The best you can come up with is that you cannot believe anything else.

?


But, i am sorry, but what you can or cannot believe has no place in a scientific discussion.

Science is only belief. "Science = knowledge" is scientism. I use "belief" in the doxastic sense, which is also the mundane sense of assumption, or assertion we accept temporarily, like in "I belief it rains".





It is less that helpful for you to continue to claim results that you are unable to substantiate.

Ad hominem. The argument of those who have no argument.





It is just an extrapolation of our local feeling, similar to extrapolate that the earth is flat from very local measurement.

there is not even a proof of the existence of an acceptable physical solution. When you have derived Newton's laws from computationalism, then we might have something to talk about.

The goal is to progress on the mind-body problem, and expose the metaphysical prejudice. Then, criticizing a metaphysics because it does not give result in physics, is like criticizing physics because it does not give a recipe for the pizza.

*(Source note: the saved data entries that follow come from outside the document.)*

// SPDX-FileCopyrightText: Copyright (c) 2024 NVIDIA CORPORATION & AFFILIATES. All rights reserved.
// SPDX-License-Identifier: Apache-2.0
//! Integer layout geometry.
//!
//! All shape coordinates are database units (dbu). Measures that can exceed
//! the coordinate range (areas, perimeters) are returned as `f64`.

use std::fmt;
use std::ops::{Add, Mul, Sub};

pub mod merge;

/// A coordinate in database units.
pub type Coord = i64;

#[derive(Debug, Clone, Copy, Default, PartialEq, Eq, Hash, PartialOrd, Ord)]
pub struct Point {
    pub x: Coord,
    pub y: Coord,
}

impl Point {
    pub const fn new(x: Coord, y: Coord) -> Self {
        Self { x, y }
    }
}

impl Add for Point {
    type Output = Point;
    fn add(self, o: Point) -> Point {
        Point::new(self.x + o.x, self.y + o.y)
    }
}

impl Sub for Point {
    type Output = Point;
    fn sub(self, o: Point) -> Point {
        Point::new(self.x - o.x, self.y - o.y)
    }
}

impl fmt::Display for Point {
    fn fmt(&self, f: &mut fmt::Formatter<'_>) -> fmt::Result {
        write!(f, "{},{}", self.x, self.y)
    }
}

/// An axis-aligned box. `left > right` marks the empty box.
#[derive(Debug, Clone, Copy, PartialEq, Eq, Hash)]
pub struct Rect {
    pub left: Coord,
    pub bottom: Coord,
    pub right: Coord,
    pub top: Coord,
}

impl Default for Rect {
    fn default() -> Self {
        Self::empty()
    }
}

impl Rect {
    /// Creates a normalized box from two corners.
    pub fn new(x1: Coord, y1: Coord, x2: Coord, y2: Coord) -> Self {
        Self {
            left: x1.min(x2),
            bottom: y1.min(y2),
            right: x1.max(x2),
            top: y1.max(y2),
        }
    }

    pub const fn empty() -> Self {
        Self { left: 1, bottom: 1, right: -1, top: -1 }
    }

    pub fn is_empty(&self) -> bool {
        self.left > self.right || self.bottom > self.top
    }

    pub fn width(&self) -> Coord {
        if self.is_empty() { 0 } else { self.right - self.left }
    }

    pub fn height(&self) -> Coord {
        if self.is_empty() { 0 } else { self.top - self.bottom }
    }

    pub fn lower_left(&self) -> Point {
        Point::new(self.left, self.bottom)
    }

    pub fn upper_right(&self) -> Point {
        Point::new(self.right, self.top)
    }

    pub fn center(&self) -> Point {
        Point::new((self.left + self.right) / 2, (self.bottom + self.top) / 2)
    }

    pub fn area(&self) -> f64 {
        self.width() as f64 * self.height() as f64
    }

    pub fn perimeter(&self) -> f64 {
        2.0 * (self.width() as f64 + self.height() as f64)
    }

    /// Extends the box to include the point.
    pub fn add_point(&mut self, p: Point) {
        if self.is_empty() {
            *self = Rect::new(p.x, p.y, p.x, p.y);
        } else {
            self.left = self.left.min(p.x);
            self.bottom = self.bottom.min(p.y);
            self.right = self.right.max(p.x);
            self.top = self.top.max(p.y);
        }
    }

    /// Extends the box to include another box.
    pub fn add_rect(&mut self, r: &Rect) {
        if !r.is_empty() {
            self.add_point(r.lower_left());
            self.add_point(r.upper_right());
        }
    }

    /// True if the boxes overlap or share an edge or corner.
    pub fn touches(&self, o: &Rect) -> bool {
        !self.is_empty()
            && !o.is_empty()
            && self.left <= o.right
            && o.left <= self.right
            && self.bottom <= o.top
            && o.bottom <= self.top
    }

    pub fn contains(&self, p: Point) -> bool {
        !self.is_empty()
            && p.x >= self.left
            && p.x <= self.right
            && p.y >= self.bottom
            && p.y <= self.top
    }

    pub fn enlarged(&self, d: Coord) -> Rect {
        if self.is_empty() {
            *self
        } else {
            Rect::new(self.left - d, self.bottom - d, self.right + d, self.top + d)
        }
    }

    /// Bounding box of the transformed box.
    pub fn transformed(&self, t: &CplxTrans) -> Rect {
        let mut r = Rect::empty();
        if self.is_empty() {
            return r;
        }
        for p in [
            self.lower_left(),
            Point::new(self.left, self.top),
            self.upper_right(),
            Point::new(self.right, self.bottom),
        ] {
            r.add_point(t.apply(p));
        }
        r
    }
}

/// A simple polygon (hull only). Boxes are polygons with four axis-aligned points.
#[derive(Debug, Clone, Default, PartialEq, Eq, Hash)]
pub struct Polygon {
    points: Vec<Point>,
}

impl Polygon {
    pub fn new(points: Vec<Point>) -> Self {
        let mut points = points;
        points.dedup();
        if points.len() > 1 && points.first() == points.last() {
            points.pop();
        }
        Self { points }
    }

    pub fn from_rect(r: &Rect) -> Self {
        Self {
            points: vec![
                r.lower_left(),
                Point::new(r.left, r.top),
                r.upper_right(),
                Point::new(r.right, r.bottom),
            ],
        }
    }

    pub fn points(&self) -> &[Point] {
        &self.points
    }

    pub fn num_points(&self) -> usize {
        self.points.len()
    }

    pub fn is_empty(&self) -> bool {
        self.points.len() < 3
    }

    pub fn bbox(&self) -> Rect {
        let mut r = Rect::empty();
        for &p in &self.points {
            r.add_point(p);
        }
        r
    }

    /// Returns the box if this polygon is an axis-aligned rectangle.
    pub fn as_rect(&self) -> Option<Rect> {
        if self.points.len() != 4 {
            return None;
        }
        let b = self.bbox();
        let corners = [
            b.lower_left(),
            Point::new(b.left, b.top),
            b.upper_right(),
            Point::new(b.right, b.bottom),
        ];
        let all_corners = self.points.iter().all(|p| corners.contains(p));
        let distinct = corners.iter().all(|c| self.points.contains(c));
        let axis_aligned = self.edges().all(|(a, b)| a.x == b.x || a.y == b.y);
        (all_corners && distinct && axis_aligned).then_some(b)
    }

    /// Iterates the closed edge loop.
    pub fn edges(&self) -> impl Iterator<Item = (Point, Point)> + '_ {
        let n = self.points.len();
        (0..n).map(move |i| (self.points[i], self.points[(i + 1) % n]))
    }

    /// Signed doubled area (positive for counter-clockwise orientation).
    pub fn area2(&self) -> i128 {
        self.edges()
            .map(|(a, b)| a.x as i128 * b.y as i128 - b.x as i128 * a.y as i128)
            .sum()
    }

    pub fn area(&self) -> f64 {
        (self.area2().abs() as f64) * 0.5
    }

    pub fn perimeter(&self) -> f64 {
        self.edges()
            .map(|(a, b)| ((b.x - a.x) as f64).hypot((b.y - a.y) as f64))
            .sum()
    }

    pub fn transformed(&self, t: &CplxTrans) -> Polygon {
        let mut points: Vec<Point> = self.points.iter().map(|&p| t.apply(p)).collect();
        if t.mirror {
            points.reverse();
        }
        Polygon::new(points)
    }

    pub fn moved(&self, d: Point) -> Polygon {
        Polygon { points: self.points.iter().map(|&p| p + d).collect() }
    }

    /// Inclusive point test: points on the boundary are inside.
    pub fn contains_point(&self, p: Point) -> bool {
        if self.is_empty() || !self.bbox().contains(p) {
            return false;
        }
        if self.edges().any(|(a, b)| on_segment(a, b, p)) {
            return true;
        }
        let mut winding = 0i32;
        for (a, b) in self.edges() {
            if a.y <= p.y {
                if b.y > p.y && cross(a, b, p) > 0 {
                    winding += 1;
                }
            } else if b.y <= p.y && cross(a, b, p) < 0 {
                winding -= 1;
            }
        }
        winding != 0
    }

    /// True if the polygons overlap or touch (shared edge or corner counts).
    pub fn touches(&self, o: &Polygon) -> bool {
        if self.is_empty() || o.is_empty() || !self.bbox().touches(&o.bbox()) {
            return false;
        }
        for (a, b) in self.edges() {
            for (c, d) in o.edges() {
                if segments_touch(a, b, c, d) {
                    return true;
                }
            }
        }
        self.contains_point(o.points[0]) || o.contains_point(self.points[0])
    }
}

Who says physics does not have a recipe for pizza?

Me. Show me the derivation if you believe the contrary. Tell me if Mozarella is necessary or contingent, and give me a proof.

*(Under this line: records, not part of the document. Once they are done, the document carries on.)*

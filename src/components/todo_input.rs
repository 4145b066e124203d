//! Todo Input Component
//!
//! Auto-growing textarea plus the submit button.

use leptos::prelude::*;
use wasm_bindgen::JsCast;

use crate::config::{INPUT_PLACEHOLDER, SUBMIT_LABEL};
use crate::context::use_todo_context;

#[component]
pub fn TodoInput() -> impl IntoView {
    let ctx = use_todo_context();

    view! {
        <textarea
            class="todo-input"
            placeholder=INPUT_PLACEHOLDER
            style=move || ctx.input_style().unwrap_or_default()
            prop:value=move || ctx.input_text()
            on:input=move |ev| {
                let Some(textarea) = ev
                    .target()
                    .and_then(|target| target.dyn_into::<web_sys::HtmlTextAreaElement>().ok())
                else {
                    return;
                };
                ctx.change_input(textarea.value(), textarea.scroll_height());
            }
        />
        <button class="add-btn" on:click=move |_| ctx.submit()>
            {SUBMIT_LABEL}
        </button>
    }
}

If your goal is to progress the mind-body problem, you should not in that endeavour make all sorts of extravagant claims about physics -- such as the reversal between physics and arithmetic --

But then argue. This is again just ad hominem.



and repeatedly state that the test of your theory is its agreement with physics.

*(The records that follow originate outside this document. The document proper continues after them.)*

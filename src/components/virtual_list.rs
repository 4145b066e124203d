//! Virtual List Component
//!
//! Fixed-height scroll viewport that only mounts the rows intersecting it
//! (plus overscan). Row placement comes from `ListWindow`.

use leptos::prelude::*;
use wasm_bindgen::JsCast;

use crate::components::TodoRow;
use crate::models::Todo;
use crate::windowing::ListWindow;

#[component]
pub fn VirtualList(
    items: Signal<Vec<Todo>>,
    /// Viewport geometry, defaults to the 400x400 list with 50px rows
    #[prop(optional)]
    window: ListWindow,
) -> impl IntoView {
    let (scroll_top, set_scroll_top) = signal(0u32);

    let visible_rows = move || {
        let offset = scroll_top.get();
        items.with(|todos| {
            window
                .render_range(todos.len(), offset)
                .map(|index| (index, todos[index].clone()))
                .collect::<Vec<_>>()
        })
    };

    let content_height = move || items.with(|todos| window.total_height(todos.len()));

    view! {
        <div
            class="virtual-list"
            style=format!(
                "position: relative; height: {}px; width: {}px; overflow: auto;",
                window.height,
                window.width,
            )
            on:scroll=move |ev| {
                let Some(viewport) = ev
                    .target()
                    .and_then(|target| target.dyn_into::<web_sys::Element>().ok())
                else {
                    return;
                };
                set_scroll_top.set(viewport.scroll_top().max(0) as u32);
            }
        >
            <div
                class="virtual-list-inner"
                style=move || format!("position: relative; width: 100%; height: {}px;", content_height())
            >
                <For
                    each=visible_rows
                    // Index is part of the key: rows are positioned by it
                    key=|(index, todo)| (*index, todo.id, todo.completed)
                    children=move |(index, todo)| {
                        view! {
                            <TodoRow todo=todo top=window.row_top(index) height=window.row_height />
                        }
                    }
                />
            </div>
        </div>
    }
}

I really wish it didn't. You have to show the discrepancy between the material hypostases given and some physical experience.




As you say, if all you are doing is metaphysics, then you should stay clear of the hard science

The goal is to illustrate that with mechanism, metaphysics is an hard science.



and not attempt to replace physics by something else.

I never did that. You criticize an imaginary work. You seem the one replacing theology with physics. I do theology. I never pretended doing physics, except that I show that if mechanism is correct physics is reduced to number theology, which is itself part of meta- arithmetic, itself part of arithmetic.



But, in so far as you make claims about physics, it is perfectly legitimate to criticize you for the content of those claims.

But I do not see the critics. All you remark fail to address any points.




Today, mechanism seem to be the only theory which propose an explanation why the average universal numbers develop some physical beliefs, and is the only one capable of explaining the difference between quanta and qualia.

I think neuroscience, with its reliance on the undisputed concept of the supervenience of the mind (consciousness) on the physical brain,

That expression is ambiguous. Is it a one-one correspondance, or a one- many? All the difference is there.




might be a more productive path to follow.

For the "simple" human consciousness study, yes. But this avoid the computationalist matter problem, which is part of the traditional mind- body problem.



You are like a man with a hammer, for whom everything seems like a nail. You are a man who is fascinated by logic, so you seen everything as a problem in logic. Others might see things a little more clearly.

I have no interest in logic, except as a tool in theology (where mathematical logic is born, actually). But I should not even answer because this is only ad hominem remark, and this post confirms my feeling that you have not read anything I have written. If you have a problem with the reasoning, just ask question, instead of spreading your undounded prejudices in very vague ad hominem remark, please.